A buyer affiliated with Liberty Property Trust on Aug. 3 paid $40 million for the lot at 1800 Arch St., ending a longshot proposal by developers to build what would have been the tallest building in Center City Philadelphia.
Seller Multi Employers Property Trust, a union pension investment fund, had paid $32 million in 2007. "We're glad MEPT made a nice profit," David Richter, head of Marlton-based Hill International Group's real estate affiliate, which had hoped to develop a 1,500-foot tower on the site, told me. "We would have preferred they hold onto the property. I think we're getting close to the end of the recession. But MEPT got a good offer, for the best piece of property in Center City."

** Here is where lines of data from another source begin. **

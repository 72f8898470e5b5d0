use actix::prelude::*;

use super::registry::{AlreadyLoggedIn, Connection};
use crate::server::events::ServerEvent;
use crate::server::types::{ConnectionId, RoomId, UserId};

/// Message: a freshly authenticated connection claims its user identity.
#[derive(Message)]
#[rtype(result = "Result<(), AlreadyLoggedIn>")]
pub struct Register {
    pub connection: Connection,
}

/// Message: a connection closed.
#[derive(Message)]
#[rtype(result = "()")]
pub struct Unregister {
    pub user_id: UserId,
    pub connection_id: ConnectionId,
}

#[derive(Message)]
#[rtype(result = "Option<Connection>")]
pub struct LookupConnection {
    pub user_id: UserId,
}

#[derive(Message)]
#[rtype(result = "Option<UserId>")]
pub struct LookupUser {
    pub connection_id: ConnectionId,
}

/// Message: push an event to one user's current connection.
#[derive(Message)]
#[rtype(result = "()")]
pub struct SendToUser {
    pub user_id: UserId,
    pub event: ServerEvent,
}

/// Message: push an event to a user only if they listen on `room`.
#[derive(Message)]
#[rtype(result = "()")]
pub struct NotifyIfMember {
    pub room: RoomId,
    pub user_id: UserId,
    pub event: ServerEvent,
}

#[derive(Message)]
#[rtype(result = "bool")]
pub struct JoinRoom {
    pub user_id: UserId,
    pub room: RoomId,
}

#[derive(Message)]
#[rtype(result = "bool")]
pub struct LeaveRoom {
    pub user_id: UserId,
    pub room: RoomId,
}

/// Message: remove every member of a room (session teardown).
#[derive(Message)]
#[rtype(result = "()")]
pub struct DropRoom {
    pub room: RoomId,
}

/// Message: broadcast an event to every member of a room.
#[derive(Message)]
#[rtype(result = "()")]
pub struct EmitToRoom {
    pub room: RoomId,
    pub event: ServerEvent,
}

#[derive(Message)]
#[rtype(result = "Vec<UserId>")]
pub struct FetchMembers {
    pub room: RoomId,
}

/// Message: put users back to `online` once their session ended.
/// Users who disconnected in the meantime are set `offline`.
#[derive(Message)]
#[rtype(result = "()")]
pub struct MarkOnline {
    pub user_ids: Vec<UserId>,
}
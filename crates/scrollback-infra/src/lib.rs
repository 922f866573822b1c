//! Infrastructure layer for Scrollback.
//!
//! Contains implementations of the ports defined in `scrollback-core`:
//! the snapshot-backed rendering surface, plus config loading and data
//! directory resolution.

pub mod config;
pub mod filesystem;
pub mod snapshot;
//! HTTP/REST API layer for Scrollback.
//!
//! Axum-based REST API at `/api/v1/` with an envelope response format and
//! CORS support.

pub mod error;
pub mod extractors;
pub mod handlers;
pub mod response;
pub mod router;
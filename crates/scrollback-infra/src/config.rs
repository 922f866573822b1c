//! Global configuration loader for Scrollback.
//!
//! Reads `config.toml` from the data directory (`~/.scrollback/` in
//! production) and deserializes it into [`GlobalConfig`]. Falls back to
//! sensible defaults when the file is missing, malformed, or invalid.

use std::path::Path;

use scrollback_types::config::{GlobalConfig, RetrieverConfig, default_lookup_chain};

/// Load global configuration from `{data_dir}/config.toml`.
///
/// - If the file does not exist, returns [`GlobalConfig::default()`].
/// - If the file exists but fails to parse, logs a warning and returns the default.
/// - If the retriever section is invalid, logs a warning and repairs it
///   (see [`sanitize_retriever`]).
pub async fn load_global_config(data_dir: &Path) -> GlobalConfig {
    let config_path = data_dir.join("config.toml");

    let content = match tokio::fs::read_to_string(&config_path).await {
        Ok(content) => content,
        Err(err) if err.kind() == std::io::ErrorKind::NotFound => {
            tracing::debug!("No config.toml found at {}, using defaults", config_path.display());
            return GlobalConfig::default();
        }
        Err(err) => {
            tracing::warn!("Failed to read {}: {err}, using defaults", config_path.display());
            return GlobalConfig::default();
        }
    };

    match toml::from_str::<GlobalConfig>(&content) {
        Ok(mut config) => {
            config.retriever = sanitize_retriever(config.retriever);
            config
        }
        Err(err) => {
            tracing::warn!(
                "Failed to parse {}: {err}, using defaults",
                config_path.display()
            );
            GlobalConfig::default()
        }
    }
}

/// Repair a retriever section that would fail validation.
///
/// - `max_attempts = 0` becomes the default budget.
/// - An empty lookup chain becomes the built-in chain.
/// - Strategies with blank selectors are dropped.
pub fn sanitize_retriever(mut config: RetrieverConfig) -> RetrieverConfig {
    if config.max_attempts == 0 {
        tracing::warn!("retriever.max_attempts must be at least 1; using default");
        config.max_attempts = RetrieverConfig::default().max_attempts;
    }

    let before = config.lookup.len();
    config.lookup.retain(|s| !s.selector.trim().is_empty());
    if config.lookup.len() != before {
        tracing::warn!(
            dropped = before - config.lookup.len(),
            "Ignoring lookup strategies with empty selectors"
        );
    }

    if config.lookup.is_empty() {
        tracing::warn!("retriever.lookup is empty; using built-in lookup chain");
        config.lookup = default_lookup_chain();
    }

    config
}

#[cfg(test)]
mod tests {
    use super::*;
    use scrollback_types::config::LimitPolicy;
    use scrollback_types::scroll::LookupStrategy;
    use tempfile::TempDir;

    #[tokio::test]
    async fn load_global_config_missing_file_returns_default() {
        let tmp = TempDir::new().unwrap();
        let config = load_global_config(tmp.path()).await;
        assert_eq!(config.retriever, RetrieverConfig::default());
    }

    #[tokio::test]
    async fn load_global_config_valid_toml_returns_parsed() {
        let tmp = TempDir::new().unwrap();
        let config_path = tmp.path().join("config.toml");
        tokio::fs::write(
            &config_path,
            r##"
[retriever]
max_attempts = 12
settle_delay_ms = 100
limit_policy = "keep_latest"

[[retriever.lookup]]
name = "panel"
selector = "#panel"
"##,
        )
        .await
        .unwrap();

        let config = load_global_config(tmp.path()).await;
        assert_eq!(config.retriever.max_attempts, 12);
        assert_eq!(config.retriever.settle_delay_ms, 100);
        assert_eq!(config.retriever.limit_policy, LimitPolicy::KeepLatest);
        assert_eq!(config.retriever.lookup, vec![LookupStrategy::new("panel", "#panel")]);
    }

    #[tokio::test]
    async fn load_global_config_invalid_toml_returns_default() {
        let tmp = TempDir::new().unwrap();
        let config_path = tmp.path().join("config.toml");
        tokio::fs::write(&config_path, "this is not { valid toml !!!")
            .await
            .unwrap();

        let config = load_global_config(tmp.path()).await;
        assert_eq!(config.retriever, RetrieverConfig::default());
    }

    #[tokio::test]
    async fn load_global_config_repairs_invalid_values() {
        let tmp = TempDir::new().unwrap();
        tokio::fs::write(
            tmp.path().join("config.toml"),
            "[retriever]\nmax_attempts = 0\nlookup = []\n",
        )
        .await
        .unwrap();

        let config = load_global_config(tmp.path()).await;
        assert_eq!(config.retriever.max_attempts, 100);
        assert_eq!(config.retriever.lookup, default_lookup_chain());
        assert!(config.retriever.validate().is_ok());
    }

    #[test]
    fn sanitize_retriever_drops_blank_selectors() {
        let config = RetrieverConfig {
            lookup: vec![
                LookupStrategy::new("blank", " "),
                LookupStrategy::new("panel", "#panel"),
            ],
            ..RetrieverConfig::default()
        };
        let config = sanitize_retriever(config);
        assert_eq!(config.lookup.len(), 1);
        assert_eq!(config.lookup[0].name, "panel");
    }
}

Hopeful brokers I talked to said a likely occupant for a new building on that site would be its neighbor, Comcast Corp., whose Liberty-built and -managed Comcast Center headquarters, at nearly 1,000 feet, is Philadelphia's highest building. Comcast is looking for space and has leased parts of the former CoreStates and Bell Atlantic headquarters towers.
But it's not clear that Comcast would spend $50 a square foot for new construction, when existing Philadelphia office space is available at half that price. Comcast doesn't need the 700,000+ sq ft a big tower would create, and it would be tough to finance such a large project without other tenants.

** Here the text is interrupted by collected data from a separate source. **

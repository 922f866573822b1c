//! Tracing subscriber initialization with structured logging and optional
//! OpenTelemetry trace export.
//!
//! # Usage
//!
//! ```no_run
//! use scrollback_observe::tracing_setup::{TracingOptions, init_tracing};
//!
//! init_tracing(&TracingOptions::default()).unwrap();
//! ```

use opentelemetry::trace::TracerProvider as _;
use opentelemetry_sdk::trace::SdkTracerProvider;
use tracing_subscriber::{EnvFilter, Layer};
use tracing_subscriber::fmt::format::FmtSpan;
use tracing_subscriber::layer::SubscriberExt;
use tracing_subscriber::util::SubscriberInitExt;

use std::sync::OnceLock;

/// Tracer name reported on exported spans.
pub const TRACER_NAME: &str = "scrollback";

/// Stores the OTel tracer provider so it can be shut down cleanly on exit.
static TRACER_PROVIDER: OnceLock<SdkTracerProvider> = OnceLock::new();

/// Subscriber settings chosen by the binary.
#[derive(Debug, Clone)]
pub struct TracingOptions {
    /// Filter directive used when `RUST_LOG` is unset.
    pub default_filter: String,
    /// Emit log lines as JSON instead of the human-readable format.
    pub json: bool,
    /// Bridge spans to OpenTelemetry with a stdout exporter.
    pub enable_otel: bool,
}

impl Default for TracingOptions {
    fn default() -> Self {
        Self {
            default_filter: filter_for_verbosity(0, false).to_string(),
            json: false,
            enable_otel: false,
        }
    }
}

/// Map `-v` count and `--quiet` to a filter directive.
pub fn filter_for_verbosity(verbose: u8, quiet: bool) -> &'static str {
    if quiet {
        return "error";
    }
    match verbose {
        0 => "warn,scrollback=info",
        1 => "info,scrollback=debug",
        _ => "debug,scrollback=trace",
    }
}

/// Initialize the global tracing subscriber.
///
/// Log lines go to stderr so command output on stdout stays machine-readable.
/// `RUST_LOG` takes precedence over `options.default_filter`.
///
/// # Errors
///
/// Returns an error if the filter directive is invalid or the global
/// subscriber has already been set.
pub fn init_tracing(options: &TracingOptions) -> Result<(), Box<dyn std::error::Error>> {
    let env_filter = match std::env::var(EnvFilter::DEFAULT_ENV) {
        Ok(directive) if !directive.trim().is_empty() => EnvFilter::try_new(directive)?,
        _ => EnvFilter::try_new(&options.default_filter)?,
    };

    let fmt_layer = tracing_subscriber::fmt::layer()
        .with_writer(std::io::stderr)
        .with_target(true)
        .with_span_events(FmtSpan::CLOSE);
    let fmt_layer = if options.json {
        fmt_layer.json().boxed()
    } else {
        fmt_layer.boxed()
    };

    let otel_layer = if options.enable_otel {
        let provider = SdkTracerProvider::builder()
            .with_simple_exporter(opentelemetry_stdout::SpanExporter::default())
            .build();
        let tracer = provider.tracer(TRACER_NAME);

        let _ = TRACER_PROVIDER.set(provider.clone());
        opentelemetry::global::set_tracer_provider(provider);

        Some(tracing_opentelemetry::layer().with_tracer(tracer))
    } else {
        None
    };

    tracing_subscriber::registry()
        .with(env_filter)
        .with(fmt_layer)
        .with(otel_layer)
        .try_init()?;

    Ok(())
}

/// Flush pending traces and shut down the OpenTelemetry tracer provider.
///
/// No-op when OTel was not enabled.
pub fn shutdown_tracing() {
    if let Some(provider) = TRACER_PROVIDER.get() {
        if let Err(e) = provider.shutdown() {
            eprintln!("Warning: OTel tracer provider shutdown error: {e}");
        }
    }
}

#[cfg(test)]
mod tests {
    use super::*;

    #[test]
    fn quiet_wins_over_verbose() {
        assert_eq!(filter_for_verbosity(3, true), "error");
    }

    #[test]
    fn verbosity_raises_scrollback_level() {
        assert_eq!(filter_for_verbosity(0, false), "warn,scrollback=info");
        assert_eq!(filter_for_verbosity(1, false), "info,scrollback=debug");
        assert_eq!(filter_for_verbosity(5, false), "debug,scrollback=trace");
    }

    #[test]
    fn default_filter_parses() {
        let options = TracingOptions::default();
        assert!(EnvFilter::try_new(&options.default_filter).is_ok());
    }
}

Comcast has acquired plenty of legacy NBC Universal office space in other cities, such as 30 Rockefeller Center in Manhattan (though Philly brokers are hoping Comcast could move back-office NBC operations in North Jersey down here). Comcast already controls a site on its headquarters block that could accomodate maybe a 20-story tower, if it wants to build.
That leaves open the possibility that a Liberty financial partner is looking at Comcast or another potential tenant long-term, and sees this as a chance to control the site. Liberty held the site of Comcast's current headquarters a block away for years until the company was ready to commit.
The site doesn't fit Liberty's recent deals. With few big companies hiring or needing office space, Liberty has been selling office sites and buying warehouses.
But some large corporations are using the depressed property and construction market to update home offices on the cheap. For example, PNC Financial Service Group this summer announced a new 40-story headquarters in its native Pittsburgh.
A new tower would give Philadelphia contractors and construction workers relief from the three-year slump, especially since work ended on the Pennsylvania Convention Center expansion and Brandywine Realty Trust's 30th St. Post Office conversion earlier this year.
Hill plans to concentrate its future development energies on "hotel properties on the West Coast, resort properties in the Caribbean, and low-cost housing in the Third World," Richter told me. The former tower plan, dubbed American Commerce Center, was proposed four years ago by developer Joseph Grasso and promoter Garrett Miller. Hill replaced Grasso in the group two years ago. Miller left Hill in July and joined Matthew McManus' NAI Bluestone commercial real estate loan brokerage group.